Black CIOs share stories of pandemic accomplishments

"This is long overdue," said Ohio CIO Ervan Rodgers, who led his colleagues in sharing how they've dealt with COVID-19 and other challenges.

Eight Black state chief information officers joined a virtual roundtable Wednesday to share how they landed in their jobs and how they’ve navigated a largely white IT industry, while also steering their governments through the COVID-19 pandemic.

The CIOs, whose backgrounds include military careers, foreign service, the tech industry and longtime government work, talked about how they’ve grown in their roles, especially during the health crisis, and how they’ve tried to cultivate newer, younger talent along the way.

“This is long overdue,” said Ohio CIO Ervan Rodgers, who moderated the discussion.

The event was organized by Wokanda, a Black-owned communal learning app developed by a Columbus entrepreneur that gets its name from a play on the fictional African nation in Marvel Comics’ “Black Panther.”


New York CIO Angelo “Tony” Riddick, who had been out of government since May 2019, when he stepped down as CIO of the U.S. Virgin Islands, said he was unaware he was in the running for his new job before getting a call last year in the middle of a round of golf.

“I talked to a person for four hours, missed the entire back nine,” he said.

DeAngela Burns-Wallace, Kansas’ CIO and the state’s secretary of administration, said she, too, didn’t expect to join state government before 2019. She had been working as vice provost of the University of Kansas in early 2019, when Gov. Laura Kelly’s office recruited her.

“Someone put my name forward unbeknownst to me,” she said. “I didn’t even know I was being considered.”

Before her career in academia, Burns-Wallace served as a U.S. Foreign Service officer in China and South Africa, an experience she said showed her leadership capabilities.


“I was 24 years old and running the entire consulate in Guangzhou,” she said. “It was 1999 and one of those duties was rolling into Y2K. Being open to opportunities even though they weren’t the sexiest at the time, showing that I’m ready, I’m willing, I’m prepared really make the difference.”
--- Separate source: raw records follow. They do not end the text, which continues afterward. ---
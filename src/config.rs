use serde::Deserialize;
use std::path::Path;

use crate::model::{default_categories, Category};

#[derive(Debug, Deserialize, Clone)]
pub struct Config {
    /// Trending refresh interval in minutes
    #[serde(default = "default_refresh_interval")]
    pub refresh_interval: u64,
    #[serde(default = "default_bind")]
    pub bind: String,
    #[serde(default = "default_database_url")]
    pub database_url: String,
    #[serde(default)]
    pub provider: ProviderConfig,
    #[serde(default = "default_categories")]
    pub categories: Vec<Category>,
}

fn default_refresh_interval() -> u64 {
    5
}

fn default_bind() -> String {
    "0.0.0.0:3000".to_string()
}

fn default_database_url() -> String {
    "sqlite:newswire.db?mode=rwc".to_string()
}

#[derive(Debug, Deserialize, Clone)]
pub struct ProviderConfig {
    #[serde(default = "default_base_url")]
    pub base_url: String,
    #[serde(default)]
    pub api_key: Option<String>,
    #[serde(default = "default_language")]
    pub language: String,
}

fn default_base_url() -> String {
    "https://newsapi.org/v2".to_string()
}

fn default_language() -> String {
    "en".to_string()
}

impl Default for ProviderConfig {
    fn default() -> Self {
        Self {
            base_url: default_base_url(),
            api_key: None,
            language: default_language(),
        }
    }
}

impl Default for Config {
    fn default() -> Self {
        Self {
            refresh_interval: default_refresh_interval(),
            bind: default_bind(),
            database_url: default_database_url(),
            provider: ProviderConfig::default(),
            categories: default_categories(),
        }
    }
}

impl Config {
    pub fn load<P: AsRef<Path>>(path: P) -> anyhow::Result<Self> {
        let content = std::fs::read_to_string(path)?;
        let config: Config = toml::from_str(&content)?;
        Ok(config)
    }

    /// Parse config from a TOML string (useful for testing)
    pub fn from_str(content: &str) -> anyhow::Result<Self> {
        let config: Config = toml::from_str(content)?;
        Ok(config)
    }

    /// Load the file if it exists, otherwise start from defaults.
    pub fn load_or_default<P: AsRef<Path>>(path: P) -> anyhow::Result<Self> {
        if path.as_ref().exists() {
            Self::load(path)
        } else {
            Ok(Self::default())
        }
    }

    /// Apply `NEWS_API_KEY`, `NEWS_API_URL` and `DATABASE_URL` overrides.
    pub fn with_env_overrides(self) -> Self {
        self.with_overrides(|name| std::env::var(name).ok())
    }

    fn with_overrides<F>(mut self, lookup: F) -> Self
    where
        F: Fn(&str) -> Option<String>,
    {
        if let Some(key) = lookup("NEWS_API_KEY").filter(|k| !k.is_empty()) {
            self.provider.api_key = Some(key);
        }
        if let Some(url) = lookup("NEWS_API_URL").filter(|u| !u.is_empty()) {
            self.provider.base_url = url;
        }
        if let Some(url) = lookup("DATABASE_URL").filter(|u| !u.is_empty()) {
            self.database_url = url;
        }
        self
    }
}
Rupert Ross, the current U.S. Virgin Islands CIO, and Minnesota CIO Tarek Tomes said they both got interested in technology first as a hobby, in Tomes’ case tinkering with a Commodore 64 computer he got as a child.

‘Sense of relief’ in Chauvin verdict

Rodgers then asked the group how they’d spent a recent workday. With the roundtable taking place one day after a Minneapolis jury convicted former police officer Derek Chauvin of the murder of George Floyd, Tomes was quick to recount how waiting for the decision to be read weighed on his team.

“Whatever our calendar says at the start of the day is not what happens at the end,” he said. “We brief the governor every day on the larger COVID response. And since last spring we’ve been preparing for what happened yesterday.”


Tomes said since Chauvin’s trial began, he and the people who work for him at Minnesota IT Services had to brace for the possibility of “an outcome no one wants to see,” including potential cyber incidents. (State websites were hit with denial-of-service attacks in the days following Floyd’s murder.)

Tomes said there was “just a tremendous sense of relief” when the guilty verdict was read Tuesday.

“I have 2,500 unbelievable technologists and I’ve been carving out time for them over the last 48 hours,” he said. “I’ve been continually worrying about folks and carving out times to talk about how they’re doing.”

Indiana CIO Tracy Barnes said he tries to define his job in three perspectives: “inward,” the inner workings of the Indiana Office of Technology; “outward,” decisions that affect the rest of state government; and “upward,” services provided to the state’s residents. Tuesday, he said, was a “pretty inward” day, full of meetings about IOT’s return to its office.

‘If we can do this…’


All the IT chiefs featured Wednesday said they were proud of their work during the pandemic. Oregon CIO Terrence Woods said that through COVID-19, as well as historic weather events including wildfires and ice storms, his team connected every county in the state to the OR Alert system, which sends emergency messages over broadcasts media, phone lines, text messages and social media.

Burns-Wallace said her agency was able to complete a long-delayed data center migration late last year.

“We’ve been able to jumpstart that and complete that in 10 months during a pandemic without any interruptions,” she said. “If we can do this in this moment, what we are delivering for every Kansan is transformative.”

And Washington, D.C., Chief Technology Officer Lindsey Parker said that early in the pandemic, she had her office’s help desk staff pivot from answering calls from city workers to helping families dealing with the sudden move to virtual learning.

“My employees who are used to answer staff questions, I had them answer parent and student questions from the public,” she said.